## Work required:
Write each entry down again precisely, skipping nothing.

○ ○ ○

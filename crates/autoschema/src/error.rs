use thiserror::Error;

#[derive(Debug, Error)]
pub enum Error {
    #[error("postgres error: {0}")]
    Postgres(#[from] tokio_postgres::Error),

    /// The connection could not be acquired. Skips the affected entity
    /// type's reconciliation; only total loss aborts the whole pass.
    #[error("database connection unavailable: {0}")]
    ConnectionUnavailable(String),

    #[error(transparent)]
    UnsupportedType(#[from] autoschema_model::UnsupportedType),

    /// A single DDL operation failed. Recorded in the pass report;
    /// execution continues with the next operation.
    #[error("ddl {operation} on {table} failed: {message}")]
    Ddl {
        table: String,
        operation: String,
        message: String,
    },
}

○ ○ ○

## Solved exercise:
filename crates/autoschema/src/error.rs
use thiserror::Error;

#[derive(Debug, Error)]
pub enum Error {
    #[error("postgres error: {0}")]
    Postgres(#[from] tokio_postgres::Error),

    /// The connection could not be acquired. Skips the affected entity
    /// type's reconciliation; only total loss aborts the whole pass.
    #[error("database connection unavailable: {0}")]
    ConnectionUnavailable(String),

    #[error(transparent)]
    UnsupportedType(#[from] autoschema_model::UnsupportedType),

    /// A single DDL operation failed. Recorded in the pass report;
    /// execution continues with the next operation.
    #[error("ddl {operation} on {table} failed: {message}")]
    Ddl {
        table: String,
        operation: String,
        message: String,
    },
}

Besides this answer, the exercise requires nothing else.